A barycenter, which you described, would only be present in the absence of gravity and friction (in space). The barycenter in your video is the fulcrum on the platform, given by gravity, friction and degree of freedom of movement ability.
Acceleration into steady precession speed would cause a tilting of the gyro axis in vertically gravity plane but would not result in a horizontal force and counter force to move the platform. As mentioned in a post before the tilting torque in gravity direction is the counter torque to accelerating into steady precession velocity.
The point is, that a gyro or flywheel ALWAYS responds from its center of spinnig mass. That point is the ONLY possibilty of a gyro/flywheel to response to outside loaded forces or torques.
A barycenter is the resulting pivot point of all involved masses, i.e. spinning masses and non spinning masses (dead weight masses).

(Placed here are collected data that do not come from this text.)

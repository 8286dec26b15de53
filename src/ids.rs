//! Validated identifier newtypes.
//!
//! Wallet ids, addresses, transaction hashes, policy ids and account
//! indexes are all constrained strings or integers on the wire; wrapping
//! them keeps one kind from being passed where another is expected.

use std::fmt;

use serde_json::Value;

use crate::error::{Error, Result};
use crate::json;
use crate::validate;

macro_rules! string_id {
    ($(#[$doc:meta])* $name:ident, $rule:path, $expected:expr) => {
        $(#[$doc])*
        #[derive(Debug, Clone, PartialEq, Eq, Hash)]
        pub struct $name(String);

        impl $name {
            /// Validates and wraps a raw string.
            pub fn new(value: impl Into<String>) -> Result<Self> {
                let value = value.into();
                if $rule(&value) {
                    Ok(Self(value))
                } else {
                    Err(Error::invalid_argument(stringify!($name), $expected))
                }
            }

            pub fn as_str(&self) -> &str {
                &self.0
            }

            pub(crate) fn from_json(path: &str, value: &Value) -> Result<Self> {
                let raw = value
                    .as_str()
                    .ok_or_else(|| Error::invalid_field(path, "string", json::type_name(value)))?;
                if $rule(raw) {
                    Ok(Self(raw.to_string()))
                } else {
                    Err(Error::invalid_field(path, $expected, format!("\"{}\"", raw)))
                }
            }
        }

        impl fmt::Display for $name {
            fn fmt(&self, f: &mut fmt::Formatter<'_>) -> fmt::Result {
                f.write_str(&self.0)
            }
        }

        impl AsRef<str> for $name {
            fn as_ref(&self) -> &str {
                &self.0
            }
        }
    };
}

string_id!(
    /// Server-assigned wallet identifier (alphanumeric, 8-128 chars).
    WalletId,
    validate::wallet_identifier,
    "alphanumeric string of 8-128 characters"
);

string_id!(
    /// A payment address (alphanumeric, 8-256 chars, checksum not verified).
    Address,
    validate::address,
    "alphanumeric string of 8-256 characters"
);

string_id!(
    /// A 32-byte hash rendered as 64 hex characters.
    Hash64,
    validate::hash64,
    "64 hex characters"
);

string_id!(
    /// Native-asset minting policy id (56 hex characters).
    PolicyId,
    validate::policy_id,
    "56 hex characters"
);

/// A hardened account derivation index.
#[derive(Debug, Clone, Copy, PartialEq, Eq, Hash, PartialOrd, Ord)]
pub struct AccountIndex(u32);

impl AccountIndex {
    /// Validates and wraps a raw index.
    pub fn new(index: u32) -> Result<Self> {
        if validate::account_index(index) {
            Ok(Self(index))
        } else {
            Err(Error::invalid_argument(
                "AccountIndex",
                "index outside the hardened derivation range",
            ))
        }
    }

    pub fn value(&self) -> u32 {
        self.0
    }

    pub(crate) fn from_json(path: &str, value: &Value) -> Result<Self> {
        let raw = value
            .as_i64()
            .ok_or_else(|| Error::invalid_field(path, "integer", json::type_name(value)))?;
        let index = u32::try_from(raw)
            .ok()
            .filter(|i| validate::account_index(*i))
            .ok_or_else(|| {
                Error::invalid_field(path, "hardened account index", raw.to_string())
            })?;
        Ok(Self(index))
    }
}

impl fmt::Display for AccountIndex {
    fn fmt(&self, f: &mut fmt::Formatter<'_>) -> fmt::Result {
        write!(f, "{}", self.0)
    }
}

This barycenter is important to calculate resultant forces and torques, but it does not indicate the behavior of a gyro/flywheel system because this behavior depends on the given environment where the gyro system operates( degree of freedom, gravity, friction, etc.).
You wrote: "The point is that if there were no centrifugal force acting on the precessing gyro, then the barycenter movement would act from when the gyro axle was perpendicular to the platform axles until it was again perpendicular to the platform axles 180 degrees later. Do you agree on this point?"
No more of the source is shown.